RAPID DETERMINATION OF CANDESARTAN IN HUMAN PLASMA BY LIQUID CHROMATOGRAPHY TANDEM MASS SPECTROMETRY AND ITS APPLICATION TO A BIOEQUIVALENCE STUDY

Abstract

A highly sensitive and simple LC-MS/MS method after one-step protein precipitation was developed and validated for determination of candesartan in human plasma using irbesartan as the internal standard (IS). The analyte and IS were separated by a gradient program with a mobile phase consisting of 0.1% formic acid (containing 2 mM ammonium acetate) and methanol at a flow rate of 0.30 mL/min.
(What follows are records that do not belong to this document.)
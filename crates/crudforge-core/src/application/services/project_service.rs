//! Project Service - executes the declarative workspace plan.
//!
//! Fully decoupled from the entity generator: the only shared piece is the
//! filesystem port (used for the Dockerfile). Toolchain work goes through the
//! `Toolchain` port; re-running a plan skips every step whose outcome already
//! exists.

use std::path::{Path, PathBuf};

use tracing::{debug, info, instrument};

use crate::{
    application::{
        ports::{Filesystem, Toolchain},
        project::{ProjectPlan, ProjectSpec},
    },
    error::ForgeResult,
};

/// Outcome of one plan execution.
#[derive(Debug, Clone, PartialEq, Eq)]
pub struct ProjectReport {
    pub root: PathBuf,
    pub executed: usize,
    pub skipped: usize,
}

/// Drives a [`ProjectPlan`] through the toolchain adapter.
pub struct ProjectService {
    toolchain: Box<dyn Toolchain>,
    filesystem: Box<dyn Filesystem>,
}

impl ProjectService {
    pub fn new(toolchain: Box<dyn Toolchain>, filesystem: Box<dyn Filesystem>) -> Self {
        Self {
            toolchain,
            filesystem,
        }
    }

    /// Scaffold the layered workspace described by `spec` under `output`.
    #[instrument(skip_all, fields(project = %spec.name))]
    pub fn scaffold(&self, spec: &ProjectSpec, output: &Path) -> ForgeResult<ProjectReport> {
        let plan = ProjectPlan::layered(spec);
        let root = output.join(&spec.name);

        let mut executed = 0;
        let mut skipped = 0;
        for step in plan.execution_order()? {
            if self.toolchain.is_satisfied(&step.action, &root) {
                debug!(step = %step.action, "already satisfied, skipping");
                skipped += 1;
                continue;
            }
            info!(step = %step.action, "running");
            self.toolchain.run(&step.action, &root)?;
            executed += 1;
        }

        if spec.docker {
            self.filesystem
                .write_file(&root.join("Dockerfile"), &dockerfile(&spec.name))?;
        }

        info!(executed, skipped, "project scaffold completed");
        Ok(ProjectReport {
            root,
            executed,
            skipped,
        })
    }
}

/// Multi-stage build serving the api member.
fn dockerfile(project: &str) -> String {
    format!(
        "# Stage 1: Build\n\
         FROM rust:1.85 AS build\n\
         WORKDIR /src\n\
         COPY . .\n\
         RUN cargo build --release -p api\n\
         \n\
         # Stage 2: Runtime\n\
         FROM debian:bookworm-slim AS runtime\n\
         WORKDIR /app\n\
         COPY --from=build /src/target/release/api {project}\n\
         ENTRYPOINT [\"./{project}\"]\n"
    )
}

// ── Tests ─────────────────────────────────────────────────────────────────────

#[cfg(test)]
mod tests {
    use super::*;
    use crate::application::project::ToolchainStep;
    use std::collections::BTreeMap;
    use std::sync::{Arc, Mutex, RwLock};

    /// Records every run; a step is satisfied once it has run.
    #[derive(Default)]
    struct TestToolchain {
        runs: Mutex<Vec<String>>,
        satisfied: Mutex<Vec<String>>,
    }

    impl Toolchain for TestToolchain {
        fn is_satisfied(&self, step: &ToolchainStep, _root: &Path) -> bool {
            self.satisfied.lock().unwrap().contains(&step.to_string())
        }

        fn run(&self, step: &ToolchainStep, _root: &Path) -> ForgeResult<()> {
            self.runs.lock().unwrap().push(step.to_string());
            self.satisfied.lock().unwrap().push(step.to_string());
            Ok(())
        }
    }

    #[derive(Default)]
    struct TestFs {
        files: RwLock<BTreeMap<PathBuf, String>>,
    }

    impl Filesystem for TestFs {
        fn create_dir_all(&self, _path: &Path) -> ForgeResult<()> {
            Ok(())
        }
        fn write_file(&self, path: &Path, content: &str) -> ForgeResult<()> {
            self.files
                .write()
                .unwrap()
                .insert(path.to_path_buf(), content.to_owned());
            Ok(())
        }
        fn exists(&self, path: &Path) -> bool {
            self.files.read().unwrap().contains_key(path)
        }
    }

    fn service() -> (ProjectService, Arc<TestToolchain>, Arc<TestFs>) {
        let toolchain = Arc::new(TestToolchain::default());
        let fs = Arc::new(TestFs::default());

        struct TC(Arc<TestToolchain>);
        impl Toolchain for TC {
            fn is_satisfied(&self, step: &ToolchainStep, root: &Path) -> bool {
                self.0.is_satisfied(step, root)
            }
            fn run(&self, step: &ToolchainStep, root: &Path) -> ForgeResult<()> {
                self.0.run(step, root)
            }
        }
        struct FS(Arc<TestFs>);
        impl Filesystem for FS {
            fn create_dir_all(&self, path: &Path) -> ForgeResult<()> {
                self.0.create_dir_all(path)
            }
            fn write_file(&self, path: &Path, content: &str) -> ForgeResult<()> {
                self.0.write_file(path, content)
            }
            fn exists(&self, path: &Path) -> bool {
                self.0.exists(path)
            }
        }

        (
            ProjectService::new(Box::new(TC(toolchain.clone())), Box::new(FS(fs.clone()))),
            toolchain,
            fs,
        )
    }

    #[test]
    fn first_run_executes_every_step() {
        let (service, toolchain, _) = service();
        let report = service
            .scaffold(&ProjectSpec::new("shop"), Path::new("/out"))
            .unwrap();
        assert_eq!(report.skipped, 0);
        assert_eq!(report.executed, toolchain.runs.lock().unwrap().len());
        assert_eq!(report.root, Path::new("/out/shop"));
    }

    #[test]
    fn second_run_skips_everything() {
        let (service, toolchain, _) = service();
        let spec = ProjectSpec::new("shop");
        let first = service.scaffold(&spec, Path::new("/out")).unwrap();
        let second = service.scaffold(&spec, Path::new("/out")).unwrap();

        assert_eq!(second.executed, 0);
        assert_eq!(second.skipped, first.executed);
        // No step ran twice.
        assert_eq!(toolchain.runs.lock().unwrap().len(), first.executed);
    }

    #[test]
    fn workspace_step_runs_before_member_steps() {
        let (service, toolchain, _) = service();
        service
            .scaffold(&ProjectSpec::new("shop"), Path::new("/out"))
            .unwrap();
        let runs = toolchain.runs.lock().unwrap();
        assert!(runs[0].contains("create workspace"));
    }

    #[test]
    fn dockerfile_is_written_when_requested() {
        let (service, _, fs) = service();
        service
            .scaffold(&ProjectSpec::new("shop"), Path::new("/out"))
            .unwrap();
        let files = fs.files.read().unwrap();
        let dockerfile = files.get(Path::new("/out/shop/Dockerfile")).unwrap();
        assert!(dockerfile.contains("FROM rust:1.85 AS build"));
        assert!(dockerfile.contains("ENTRYPOINT [\"./shop\"]"));
    }

    #[test]
    fn dockerfile_is_omitted_when_disabled() {
        let (service, _, fs) = service();
        let spec = ProjectSpec {
            docker: false,
            ..ProjectSpec::new("shop")
        };
        service.scaffold(&spec, Path::new("/out")).unwrap();
        assert!(fs.files.read().unwrap().is_empty());
    }
}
Detection was performed on a triple quadrupole tandem mass spectrometer via electrospray ionization in the positive ion mode. Selected reaction monitoring using the precursor → product ion combinations of m/z 441.0 → 263.0 and m/z 429.5 → 195.0 were used to quantify candesartan and IS, respectively. The method was validated and proved to be linear, accurate, and precise over the range of 2–200 ng/mL. The lower limit of quantification of candesartan was 2 ng/mL. Validation results indicated that intra-day and inter-day precision was ≤7.34% and ≤8.02%, respectively. The accuracy was from −4.53% to 4.28%. The validated method was successfully applied to a randomized, two-period cross-over bioequivalence study in 20 healthy Chinese volunteers following a single oral dose of 8 mg candesartan cilexetil. The simple, inexpensive protein precipitation and high-throughput method makes it a suitable and valuable tool in the investigation of the clinical pharmacokinetics and bioequivalence.